Which stung, but Imoshen let it pass as the seventeen-year-old stormed off.

 

 

S
ORNE WOKE WITH
the sense that the ship was at anchor. For a moment he didn’t understand why this was significant. Then he recalled they were making their way through the islands. Perhaps the next section was tricky and could only be navigated in daylight.

He thought it was dusk. Why had he fallen asleep during the day? He rolled off the too-short bunk and came to his feet, feeling dizzy and nauseous. Was he sickening with something?

Fresh air would help.

Opening the cabin door, he stumbled up the passage to the ladder. He just wanted to get up on deck, where he could think straight. As he climbed out and staggered to the side of the ship, he was aware of the ship’s crew watching him warily. The horizon kept moving, yet they were at anchor in still water.

Out of the corner of his eye, he saw someone run up the steps to the rear-deck.

If they thought he was sick with some contagion, they might dump him on one of the islands, for fear he’d infect the rest of the ship.

Sorne straightened up and turned around... Only to see several skiffs at anchor and, beyond them, a small jumble of dwellings gathered around an inlet. Lights glowed in ramshackle buildings, and smoke drifted from chimneys.

This wasn’t Ivernia.

Sorne set off to confront the captain, only to find him coming across the deck.

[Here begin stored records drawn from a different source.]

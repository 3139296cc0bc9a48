//! Configuration loading from disk and the environment.

use std::fs;
use std::path::{Path, PathBuf};

use thiserror::Error;

use crate::config::duration::parse_duration;
use crate::config::schema::ProbeConfig;
use crate::config::validation::ValidationError;

/// Target host:port.
pub const ENV_HOST: &str = "MINIKUBE_HOST";
/// `Host` header value.
pub const ENV_HOST_HEADER: &str = "HOST_HEADER";
/// Exactly `true` turns on the forcing header.
pub const ENV_FORCE_CANARY: &str = "FORCE_CANARY_BY_HEADER";
/// Virtual-user count.
pub const ENV_VUS: &str = "K6_VUS";
/// Run duration.
pub const ENV_DURATION: &str = "K6_DURATION";

/// Error type for configuration loading.
#[derive(Debug, Error)]
pub enum ConfigError {
    #[error("IO error reading {}: {source}", path.display())]
    Io {
        path: PathBuf,
        source: std::io::Error,
    },

    #[error("Parse error: {0}")]
    Parse(#[from] toml::de::Error),

    #[error("Invalid {var}={value:?}: {reason}")]
    Env {
        var: &'static str,
        value: String,
        reason: String,
    },

    #[error("Validation failed: {}", join_errors(.0))]
    Validation(Vec<ValidationError>),
}

fn join_errors(errors: &[ValidationError]) -> String {
    errors
        .iter()
        .map(ToString::to_string)
        .collect::<Vec<_>>()
        .join(", ")
}

/// Load configuration from a TOML file. Validation happens after all layers are applied.
pub fn load_file(path: &Path) -> Result<ProbeConfig, ConfigError> {
    let content = fs::read_to_string(path).map_err(|source| ConfigError::Io {
        path: path.to_path_buf(),
        source,
    })?;
    let config: ProbeConfig = toml::from_str(&content)?;
    Ok(config)
}

/// Overlay environment variables onto `config`.
///
/// Unset and empty variables leave the current value alone.
pub fn apply_env<F>(config: &mut ProbeConfig, lookup: F) -> Result<(), ConfigError>
where
    F: Fn(&str) -> Option<String>,
{
    let get = |var: &str| lookup(var).filter(|value| !value.is_empty());

    if let Some(host) = get(ENV_HOST) {
        config.target.host = host;
    }
    if let Some(header) = get(ENV_HOST_HEADER) {
        config.target.host_header = header;
    }
    if let Some(flag) = get(ENV_FORCE_CANARY) {
        config.target.force_canary = flag == "true";
    }
    if let Some(raw) = get(ENV_VUS) {
        config.load.vus = raw.trim().parse().map_err(|e: std::num::ParseIntError| ConfigError::Env {
            var: ENV_VUS,
            value: raw.clone(),
            reason: e.to_string(),
        })?;
    }
    if let Some(raw) = get(ENV_DURATION) {
        config.load.duration = parse_duration(&raw).map_err(|e| ConfigError::Env {
            var: ENV_DURATION,
            value: raw.clone(),
            reason: e.to_string(),
        })?;
    }

    Ok(())
}

/// Overlay the process environment onto `config`.
pub fn apply_process_env(config: &mut ProbeConfig) -> Result<(), ConfigError> {
    apply_env(config, |var| std::env::var(var).ok())
}

#[cfg(test)]
mod tests {
    use super::*;
    use std::collections::HashMap;
    use std::time::Duration;

    fn env(pairs: &[(&str, &str)]) -> impl Fn(&str) -> Option<String> {
        let map: HashMap<String, String> = pairs
            .iter()
            .map(|(k, v)| (k.to_string(), v.to_string()))
            .collect();
        move |key| map.get(key).cloned()
    }

    #[test]
    fn test_empty_env_keeps_defaults() {
        let mut config = ProbeConfig::default();
        apply_env(&mut config, env(&[])).unwrap();
        assert_eq!(config, ProbeConfig::default());
    }

    #[test]
    fn test_env_overrides() {
        let mut config = ProbeConfig::default();
        apply_env(
            &mut config,
            env(&[
                (ENV_HOST, "192.168.49.2:80"),
                (ENV_HOST_HEADER, "shop.local"),
                (ENV_FORCE_CANARY, "true"),
                (ENV_VUS, "5"),
                (ENV_DURATION, "1m30s"),
            ]),
        )
        .unwrap();

        assert_eq!(config.target.host, "192.168.49.2:80");
        assert_eq!(config.target.host_header, "shop.local");
        assert!(config.target.force_canary);
        assert_eq!(config.load.vus, 5);
        assert_eq!(config.load.duration, Duration::from_secs(90));
    }

    #[test]
    fn test_force_flag_is_strict() {
        for value in ["TRUE", "1", "yes", "True"] {
            let mut config = ProbeConfig::default();
            apply_env(&mut config, env(&[(ENV_FORCE_CANARY, value)])).unwrap();
            assert!(!config.target.force_canary, "{value} must not enable the flag");
        }
    }

    #[test]
    fn test_empty_values_fall_back_to_defaults() {
        let mut config = ProbeConfig::default();
        apply_env(&mut config, env(&[(ENV_HOST, ""), (ENV_VUS, ""), (ENV_DURATION, "")])).unwrap();
        assert_eq!(config, ProbeConfig::default());
    }

    #[test]
    fn test_bad_vus_is_reported() {
        let mut config = ProbeConfig::default();
        let err = apply_env(&mut config, env(&[(ENV_VUS, "lots")])).unwrap_err();
        assert!(matches!(err, ConfigError::Env { var: ENV_VUS, .. }));
    }

    #[test]
    fn test_bad_duration_is_reported() {
        let mut config = ProbeConfig::default();
        let err = apply_env(&mut config, env(&[(ENV_DURATION, "20 parsecs")])).unwrap_err();
        assert!(matches!(err, ConfigError::Env { var: ENV_DURATION, .. }));
    }

    #[test]
    fn test_missing_file_is_io_error() {
        let err = load_file(Path::new("/nonexistent/canary-probe.toml")).unwrap_err();
        assert!(matches!(err, ConfigError::Io { .. }));
    }
}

‘You don’t look well. You should go back to your cabin,’ the captain said, but his gaze flicked to something over Sorne’s shoulder.

He started to turn.

Too late, someone grabbed him from behind, pinning his arms as a hessian sack descended on him.

‘Bind his arms good and tight. He’s a big one,’ the captain shouted as several men struggled to contain him.

Onions... the sack had contained onion. His stomach heaved. He was not going to throw up inside a sack. But it was a near thing.

They tied the sack around his waist, then they knocked his legs out from under him and he fell heavily.

‘Don’t get up,’ the captain said, delivering a kick to his ribs for emphasis. ‘Tell cook, next time he needs to double the dose. When I saw the half-blood on his feet, my heart nearly gave out.’

Sorne took shallow, onion-tainted breaths; each gulp of air sent a jolt of pain through his ribs, but he didn’t think anything was broken.

‘Just in time,’ the captain said. ‘Here comes the Maygharian. You know he calls himself a sea-king? Even has his own banner!’

They were selling him to the Maygharians? That was both good and bad – bad, because he was hated in Maygharia, after he’d helped put down their revolt, and good because the queen owed him a favour, having set her on the course to depose Norholtz and reclaim her kingdom. But only he and the queen knew this.

Sorne managed to sit up as the Maygharian and his men came aboard.

‘So, what have you got for us this time, captain?’ The Maygharian spoke Chalcedonian with only the slightest of accents. ‘More pretty little exotics?’

‘Not so little and certainly not pretty, but this one will fetch a good price.’ The captain’s voice came closer as lantern light seeped through the hessian weave. ‘It’s the Warrior’s-voice, the Butcher of Maygharia.’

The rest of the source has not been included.